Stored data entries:
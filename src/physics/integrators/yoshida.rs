//! Builders for the symplectic integrator family
//!
//! `build_yoshida(h, levels)` yields an integrator of order `2·levels`. Level
//! one is plain leapfrog; deeper levels compose leapfrog with triple jumps,
//! flatten the composition once, and hand back a [`CompiledIntegrator`] that
//! replays the flat plan.
//!
//! All numeric faults of the construction (a diverging coefficient solve, a
//! singular Jacobian) surface here. Once built, stepping cannot fail.

use super::tracer::flatten;
use super::{
    BaseScheme, CompiledIntegrator, Composition, Integrator, Leapfrog, StepPlan, SymplecticEuler,
};
use crate::error::{IntegratorError, Result};
use crate::math::{Field, LinearSpace};
use crate::physics::hamiltonian::Hamiltonian;
use tracing::debug;

pub fn build_euler<H>(hamiltonian: H) -> SymplecticEuler<H> {
    SymplecticEuler::new(hamiltonian)
}

pub fn build_leapfrog<H>(hamiltonian: H) -> Leapfrog<H> {
    Leapfrog::new(hamiltonian)
}

/// Flat plan of the Yoshida integrator with `levels` recursion levels
///
/// The plan does not depend on any Hamiltonian, so it can be computed once
/// and shared through [`CompiledIntegrator::new`].
pub fn yoshida_plan<F: Field>(levels: u32) -> Result<StepPlan<F>> {
    if levels == 0 {
        return Err(IntegratorError::InvalidArgument(
            "Yoshida integrators need at least one level".to_string(),
        ));
    }
    let composition = Composition::over(BaseScheme::Leapfrog, levels)?;
    Ok(flatten(&composition))
}

/// Build the Yoshida integrator of order `2·levels` for `hamiltonian`
pub fn build_yoshida<F: Field, H>(hamiltonian: H, levels: u32) -> Result<YoshidaIntegrator<F, H>> {
    match levels {
        0 => Err(IntegratorError::InvalidArgument(
            "Yoshida integrators need at least one level".to_string(),
        )),
        1 => Ok(YoshidaIntegrator::Leapfrog(Leapfrog::new(hamiltonian))),
        _ => {
            let plan = yoshida_plan::<F>(levels)?;
            let order = 2 * levels as usize;
            debug!(
                order,
                entries = plan.len(),
                force_evaluations = plan.force_evaluations(),
                "built compiled Yoshida integrator"
            );
            Ok(YoshidaIntegrator::Compiled(CompiledIntegrator::new(
                plan,
                hamiltonian,
                format!("yoshida{order}"),
                order,
            )))
        }
    }
}

/// Result of [`build_yoshida`]
#[derive(Clone, Debug)]
pub enum YoshidaIntegrator<F, H> {
    Leapfrog(Leapfrog<H>),
    Compiled(CompiledIntegrator<F, H>),
}

impl<F, S, H> Integrator<F, S> for YoshidaIntegrator<F, H>
where
    F: Field,
    S: LinearSpace<F>,
    H: Hamiltonian<S> + Send + Sync,
{
    fn step(&self, q: S, p: S, tau: F) -> (S, S) {
        match self {
            YoshidaIntegrator::Leapfrog(integrator) => integrator.step(q, p, tau),
            YoshidaIntegrator::Compiled(integrator) => integrator.step(q, p, tau),
        }
    }

    fn name(&self) -> &str {
        match self {
            YoshidaIntegrator::Leapfrog(integrator) => Integrator::<F, S>::name(integrator),
            YoshidaIntegrator::Compiled(integrator) => Integrator::<F, S>::name(integrator),
        }
    }

    fn convergence_order(&self) -> usize {
        match self {
            YoshidaIntegrator::Leapfrog(integrator) => {
                Integrator::<F, S>::convergence_order(integrator)
            }
            YoshidaIntegrator::Compiled(integrator) => {
                Integrator::<F, S>::convergence_order(integrator)
            }
        }
    }
}

#[cfg(test)]
mod tests {
    use super::*;
    use crate::physics::hamiltonian::SplitHamiltonian;
    use crate::physics::integrators::{ComposedIntegrator, StepKind};

    fn spring() -> impl Hamiltonian<f64> + Copy + Send + Sync {
        SplitHamiltonian::new(|q: &f64| *q, |p: &f64| *p)
    }

    #[test]
    fn test_level_zero_is_rejected() {
        assert!(matches!(
            build_yoshida::<f64, _>(spring(), 0),
            Err(IntegratorError::InvalidArgument(_))
        ));
        assert!(yoshida_plan::<f64>(0).is_err());
    }

    #[test]
    fn test_level_one_is_leapfrog() {
        let integrator = build_yoshida::<f64, _>(spring(), 1).unwrap();
        assert!(matches!(integrator, YoshidaIntegrator::Leapfrog(_)));
        assert_eq!(Integrator::<f64, f64>::convergence_order(&integrator), 2);
        assert_eq!(
            integrator.step(1.0, 0.0, 0.1),
            Leapfrog::new(spring()).step(1.0, 0.0, 0.1)
        );
    }

    #[test]
    fn test_deeper_levels_are_compiled() {
        for levels in 2..=4 {
            let integrator = build_yoshida::<f64, _>(spring(), levels).unwrap();
            let order = 2 * levels as usize;
            assert_eq!(Integrator::<f64, f64>::convergence_order(&integrator), order);
            assert_eq!(
                Integrator::<f64, f64>::name(&integrator),
                format!("yoshida{order}")
            );

            let YoshidaIntegrator::Compiled(compiled) = &integrator else {
                panic!("level {levels} should be compiled");
            };
            assert_eq!(compiled.plan().force_evaluations(), 3_usize.pow(levels - 1) + 1);
        }
    }

    #[test]
    fn test_compiled_matches_recursive_execution() {
        let h = SplitHamiltonian::new(|q: &f64| q.sin(), |p: &f64| *p);
        let composed =
            ComposedIntegrator::new(Composition::over(BaseScheme::Leapfrog, 3).unwrap(), h);
        let compiled = build_yoshida::<f64, _>(h, 3).unwrap();

        let (q, p) = compiled.step(-2.0, 0.4, 0.05);
        let (q_ref, p_ref) = composed.step(-2.0, 0.4, 0.05);
        assert!((q - q_ref).abs() < 1e-14);
        assert!((p - p_ref).abs() < 1e-14);
    }

    #[test]
    fn test_plan_is_shared_across_hamiltonians() {
        let plan = yoshida_plan::<f64>(2).unwrap();
        assert!((plan.total_weight(StepKind::Kick) - 1.0).abs() < 1e-14);

        let stiff = CompiledIntegrator::new(
            plan.clone(),
            SplitHamiltonian::new(|q: &f64| 100.0 * q, |p: &f64| *p),
            "stiff",
            4,
        );
        let soft = CompiledIntegrator::new(plan, spring(), "soft", 4);
        assert_eq!(stiff.plan(), soft.plan());
    }
}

◆ Required work: Go through the entries and copy each line holding the string "soft".

◆ Response box:
        let soft = CompiledIntegrator::new(plan, spring(), "soft", 4);
        assert_eq!(stiff.plan(), soft.plan());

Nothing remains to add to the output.